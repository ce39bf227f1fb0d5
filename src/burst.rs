//! Multi-chunk transfers.
//!
//! Payloads too large for one write are cut into numbered chunks:
//!
//! ```text
//! [0x06, len_lo, len_hi, seq, subcommand, total, index] + slice
//! ```
//!
//! `len` is the chunk length including the 7-byte header. `seq` is shared by
//! every burst from one encoder and wraps at 256. A single consumer task sends
//! one burst completely before starting the next, pausing between chunks.

use std::sync::Arc;
use std::sync::atomic::{AtomicU8, Ordering};
use std::time::Duration;

use tokio::sync::{mpsc, watch};
use tokio_util::sync::CancellationToken;
use tracing::{debug, info, warn};

use crate::config::BurstConfig;
use crate::protocol::opcodes::{OP_BURST, OP_BURST_TEXT, OP_HEARTBEAT};
use crate::types::Target;

pub const HEADER_SIZE: usize = 7;
/// Largest slice whose chunk length still fits the 16-bit length field.
pub const MAX_CHUNK_SIZE: usize = u16::MAX as usize - HEADER_SIZE;
/// Longest HUD text, in bytes, the one-byte length field can describe.
pub const MAX_HUD_TEXT_LEN: usize = u8::MAX as usize;

/// Write path used by the burst consumer.
#[async_trait::async_trait]
pub trait BurstWriter: Send + Sync + 'static {
    /// Returns `false` when the write could not be queued on every target.
    async fn write_chunk(&self, bytes: &[u8], target: Target) -> bool;
}

#[derive(Debug, Clone, PartialEq, Eq)]
pub struct BurstRequest {
    pub subcommand: u8,
    pub payload: Vec<u8>,
    pub target: Target,
}

#[derive(Debug, Clone, PartialEq, Eq)]
pub struct EncodedChunk {
    pub sequence: u8,
    pub bytes: Vec<u8>,
}

#[derive(Debug, Clone, PartialEq, Eq, Default)]
pub enum BurstResult {
    #[default]
    Idle,
    Success,
    Failure(String),
}

#[derive(Debug, Clone, PartialEq, Eq, Default)]
pub struct BurstStatus {
    pub active: bool,
    pub sent_chunks: usize,
    pub total_chunks: usize,
    pub last_sequence: Option<u8>,
    pub result: BurstResult,
}

/// Pure chunker owning the shared sequence counter.
#[derive(Debug)]
pub struct ChunkEncoder {
    chunk_size: usize,
    sequence: AtomicU8,
}

impl ChunkEncoder {
    /// `chunk_size` is clamped to `1..=MAX_CHUNK_SIZE`.
    pub fn new(chunk_size: usize) -> Self {
        Self { chunk_size: chunk_size.clamp(1, MAX_CHUNK_SIZE), sequence: AtomicU8::new(0) }
    }

    pub fn chunk_size(&self) -> usize {
        self.chunk_size
    }

    /// `ceil(len / chunk_size)`, and 1 for an empty payload.
    pub fn estimate_chunk_count(&self, payload_len: usize) -> usize {
        payload_len.div_ceil(self.chunk_size).max(1)
    }

    pub fn encode(&self, subcommand: u8, payload: &[u8]) -> Vec<EncodedChunk> {
        if payload.is_empty() {
            return vec![self.chunk(subcommand, 0, 1, &[])];
        }
        let total = self.estimate_chunk_count(payload.len());
        payload
            .chunks(self.chunk_size)
            .enumerate()
            .map(|(index, slice)| self.chunk(subcommand, index, total, slice))
            .collect()
    }

    fn chunk(&self, subcommand: u8, index: usize, total: usize, slice: &[u8]) -> EncodedChunk {
        let sequence = self.sequence.fetch_add(1, Ordering::Relaxed);
        let length = u16::try_from(HEADER_SIZE + slice.len()).unwrap_or(u16::MAX);
        let [len_lo, len_hi] = length.to_le_bytes();
        let mut bytes = Vec::with_capacity(HEADER_SIZE + slice.len());
        bytes.extend_from_slice(&[
            OP_BURST,
            len_lo,
            len_hi,
            sequence,
            subcommand,
            total as u8,
            index as u8,
        ]);
        bytes.extend_from_slice(slice);
        EncodedChunk { sequence, bytes }
    }
}

/// `[0x09, len, 0x00] + text`, a single-write HUD text frame.
///
/// Text longer than [`MAX_HUD_TEXT_LEN`] bytes is cut at the last char
/// boundary that fits.
pub fn hud_text_frame(text: &str) -> Vec<u8> {
    let mut end = text.len().min(MAX_HUD_TEXT_LEN);
    while !text.is_char_boundary(end) {
        end -= 1;
    }
    if end < text.len() {
        warn!(len = text.len(), kept = end, "HUD text truncated");
    }
    let bytes = &text.as_bytes()[..end];
    let mut frame = Vec::with_capacity(3 + bytes.len());
    frame.extend_from_slice(&[OP_BURST_TEXT, end as u8, 0x00]);
    frame.extend_from_slice(bytes);
    frame
}

/// `[0x25, 0x00]`, clears the HUD.
pub fn clear_frame() -> Vec<u8> {
    vec![OP_HEARTBEAT, 0x00]
}

/// Handle to the burst consumer task.
pub struct BurstEncoder {
    queue: mpsc::Sender<BurstRequest>,
    status: watch::Receiver<BurstStatus>,
    encoder: Arc<ChunkEncoder>,
    writer: Arc<dyn BurstWriter>,
    cancel: CancellationToken,
}

impl std::fmt::Debug for BurstEncoder {
    fn fmt(&self, f: &mut std::fmt::Formatter<'_>) -> std::fmt::Result {
        f.debug_struct("BurstEncoder")
            .field("status", &*self.status.borrow())
            .field("running", &!self.cancel.is_cancelled())
            .finish()
    }
}

impl BurstEncoder {
    pub fn spawn(config: &BurstConfig, writer: Arc<dyn BurstWriter>) -> Self {
        let (queue_tx, queue_rx) = mpsc::channel(config.queue_capacity.max(1));
        let (status_tx, status_rx) = watch::channel(BurstStatus::default());
        let encoder = Arc::new(ChunkEncoder::new(config.chunk_size));
        let cancel = CancellationToken::new();

        tokio::spawn(consume(
            queue_rx,
            encoder.clone(),
            writer.clone(),
            status_tx,
            Duration::from_millis(config.inter_chunk_delay_ms),
            cancel.clone(),
        ));

        Self { queue: queue_tx, status: status_rx, encoder, writer, cancel }
    }

    /// Queue a burst without waiting. Returns `false` when it was dropped.
    pub fn enqueue(&self, subcommand: u8, payload: impl Into<Vec<u8>>, target: Target) -> bool {
        if self.cancel.is_cancelled() {
            warn!("Burst dropped, encoder shut down");
            return false;
        }
        let request = BurstRequest { subcommand, payload: payload.into(), target };
        match self.queue.try_send(request) {
            Ok(()) => true,
            Err(mpsc::error::TrySendError::Full(request)) => {
                warn!(subcommand = request.subcommand, len = request.payload.len(), "Burst dropped, queue full");
                false
            }
            Err(mpsc::error::TrySendError::Closed(_)) => {
                warn!("Burst dropped, consumer stopped");
                false
            }
        }
    }

    pub fn status(&self) -> watch::Receiver<BurstStatus> {
        self.status.clone()
    }

    pub fn estimate_chunk_count(&self, payload_len: usize) -> usize {
        self.encoder.estimate_chunk_count(payload_len)
    }

    /// Write a HUD text frame directly, bypassing the queue.
    pub async fn send_text(&self, text: &str, target: Target) -> bool {
        self.writer.write_chunk(&hud_text_frame(text), target).await
    }

    pub async fn send_clear(&self, target: Target) -> bool {
        self.writer.write_chunk(&clear_frame(), target).await
    }

    /// Stop the consumer. Queued bursts are discarded. Idempotent.
    pub fn shutdown(&self) {
        if !self.cancel.is_cancelled() {
            debug!("Burst encoder shutdown requested");
            self.cancel.cancel();
        }
    }
}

════════════════

[What to work on]:
Take the lines above and print them exactly.

[Answer to this task]:
repository ce39bf227f1fb0d5
filename src/burst.rs
//! Multi-chunk transfers.
//!
//! Payloads too large for one write are cut into numbered chunks:
//!
//! ```text
//! [0x06, len_lo, len_hi, seq, subcommand, total, index] + slice
//! ```
//!
//! `len` is the chunk length including the 7-byte header. `seq` is shared by
//! every burst from one encoder and wraps at 256. A single consumer task sends
//! one burst completely before starting the next, pausing between chunks.

use std::sync::Arc;
use std::sync::atomic::{AtomicU8, Ordering};
use std::time::Duration;

use tokio::sync::{mpsc, watch};
use tokio_util::sync::CancellationToken;
use tracing::{debug, info, warn};

use crate::config::BurstConfig;
use crate::protocol::opcodes::{OP_BURST, OP_BURST_TEXT, OP_HEARTBEAT};
use crate::types::Target;

pub const HEADER_SIZE: usize = 7;
/// Largest slice whose chunk length still fits the 16-bit length field.
pub const MAX_CHUNK_SIZE: usize = u16::MAX as usize - HEADER_SIZE;
/// Longest HUD text, in bytes, the one-byte length field can describe.
pub const MAX_HUD_TEXT_LEN: usize = u8::MAX as usize;

/// Write path used by the burst consumer.
#[async_trait::async_trait]
pub trait BurstWriter: Send + Sync + 'static {
    /// Returns `false` when the write could not be queued on every target.
    async fn write_chunk(&self, bytes: &[u8], target: Target) -> bool;
}

#[derive(Debug, Clone, PartialEq, Eq)]
pub struct BurstRequest {
    pub subcommand: u8,
    pub payload: Vec<u8>,
    pub target: Target,
}

#[derive(Debug, Clone, PartialEq, Eq)]
pub struct EncodedChunk {
    pub sequence: u8,
    pub bytes: Vec<u8>,
}

#[derive(Debug, Clone, PartialEq, Eq, Default)]
pub enum BurstResult {
    #[default]
    Idle,
    Success,
    Failure(String),
}

#[derive(Debug, Clone, PartialEq, Eq, Default)]
pub struct BurstStatus {
    pub active: bool,
    pub sent_chunks: usize,
    pub total_chunks: usize,
    pub last_sequence: Option<u8>,
    pub result: BurstResult,
}

/// Pure chunker owning the shared sequence counter.
#[derive(Debug)]
pub struct ChunkEncoder {
    chunk_size: usize,
    sequence: AtomicU8,
}

impl ChunkEncoder {
    /// `chunk_size` is clamped to `1..=MAX_CHUNK_SIZE`.
    pub fn new(chunk_size: usize) -> Self {
        Self { chunk_size: chunk_size.clamp(1, MAX_CHUNK_SIZE), sequence: AtomicU8::new(0) }
    }

    pub fn chunk_size(&self) -> usize {
        self.chunk_size
    }

    /// `ceil(len / chunk_size)`, and 1 for an empty payload.
    pub fn estimate_chunk_count(&self, payload_len: usize) -> usize {
        payload_len.div_ceil(self.chunk_size).max(1)
    }

    pub fn encode(&self, subcommand: u8, payload: &[u8]) -> Vec<EncodedChunk> {
        if payload.is_empty() {
            return vec![self.chunk(subcommand, 0, 1, &[])];
        }
        let total = self.estimate_chunk_count(payload.len());
        payload
            .chunks(self.chunk_size)
            .enumerate()
            .map(|(index, slice)| self.chunk(subcommand, index, total, slice))
            .collect()
    }

    fn chunk(&self, subcommand: u8, index: usize, total: usize, slice: &[u8]) -> EncodedChunk {
        let sequence = self.sequence.fetch_add(1, Ordering::Relaxed);
        let length = u16::try_from(HEADER_SIZE + slice.len()).unwrap_or(u16::MAX);
        let [len_lo, len_hi] = length.to_le_bytes();
        let mut bytes = Vec::with_capacity(HEADER_SIZE + slice.len());
        bytes.extend_from_slice(&[
            OP_BURST,
            len_lo,
            len_hi,
            sequence,
            subcommand,
            total as u8,
            index as u8,
        ]);
        bytes.extend_from_slice(slice);
        EncodedChunk { sequence, bytes }
    }
}

/// `[0x09, len, 0x00] + text`, a single-write HUD text frame.
///
/// Text longer than [`MAX_HUD_TEXT_LEN`] bytes is cut at the last char
/// boundary that fits.
pub fn hud_text_frame(text: &str) -> Vec<u8> {
    let mut end = text.len().min(MAX_HUD_TEXT_LEN);
    while !text.is_char_boundary(end) {
        end -= 1;
    }
    if end < text.len() {
        warn!(len = text.len(), kept = end, "HUD text truncated");
    }
    let bytes = &text.as_bytes()[..end];
    let mut frame = Vec::with_capacity(3 + bytes.len());
    frame.extend_from_slice(&[OP_BURST_TEXT, end as u8, 0x00]);
    frame.extend_from_slice(bytes);
    frame
}

/// `[0x25, 0x00]`, clears the HUD.
pub fn clear_frame() -> Vec<u8> {
    vec![OP_HEARTBEAT, 0x00]
}

/// Handle to the burst consumer task.
pub struct BurstEncoder {
    queue: mpsc::Sender<BurstRequest>,
    status: watch::Receiver<BurstStatus>,
    encoder: Arc<ChunkEncoder>,
    writer: Arc<dyn BurstWriter>,
    cancel: CancellationToken,
}

impl std::fmt::Debug for BurstEncoder {
    fn fmt(&self, f: &mut std::fmt::Formatter<'_>) -> std::fmt::Result {
        f.debug_struct("BurstEncoder")
            .field("status", &*self.status.borrow())
            .field("running", &!self.cancel.is_cancelled())
            .finish()
    }
}

impl BurstEncoder {
    pub fn spawn(config: &BurstConfig, writer: Arc<dyn BurstWriter>) -> Self {
        let (queue_tx, queue_rx) = mpsc::channel(config.queue_capacity.max(1));
        let (status_tx, status_rx) = watch::channel(BurstStatus::default());
        let encoder = Arc::new(ChunkEncoder::new(config.chunk_size));
        let cancel = CancellationToken::new();

        tokio::spawn(consume(
            queue_rx,
            encoder.clone(),
            writer.clone(),
            status_tx,
            Duration::from_millis(config.inter_chunk_delay_ms),
            cancel.clone(),
        ));

        Self { queue: queue_tx, status: status_rx, encoder, writer, cancel }
    }

    /// Queue a burst without waiting. Returns `false` when it was dropped.
    pub fn enqueue(&self, subcommand: u8, payload: impl Into<Vec<u8>>, target: Target) -> bool {
        if self.cancel.is_cancelled() {
            warn!("Burst dropped, encoder shut down");
            return false;
        }
        let request = BurstRequest { subcommand, payload: payload.into(), target };
        match self.queue.try_send(request) {
            Ok(()) => true,
            Err(mpsc::error::TrySendError::Full(request)) => {
                warn!(subcommand = request.subcommand, len = request.payload.len(), "Burst dropped, queue full");
                false
            }
            Err(mpsc::error::TrySendError::Closed(_)) => {
                warn!("Burst dropped, consumer stopped");
                false
            }
        }
    }

    pub fn status(&self) -> watch::Receiver<BurstStatus> {
        self.status.clone()
    }

    pub fn estimate_chunk_count(&self, payload_len: usize) -> usize {
        self.encoder.estimate_chunk_count(payload_len)
    }

    /// Write a HUD text frame directly, bypassing the queue.
    pub async fn send_text(&self, text: &str, target: Target) -> bool {
        self.writer.write_chunk(&hud_text_frame(text), target).await
    }

    pub async fn send_clear(&self, target: Target) -> bool {
        self.writer.write_chunk(&clear_frame(), target).await
    }

    /// Stop the consumer. Queued bursts are discarded. Idempotent.
    pub fn shutdown(&self) {
        if !self.cancel.is_cancelled() {
            debug!("Burst encoder shutdown requested");
            self.cancel.cancel();
        }
    }
}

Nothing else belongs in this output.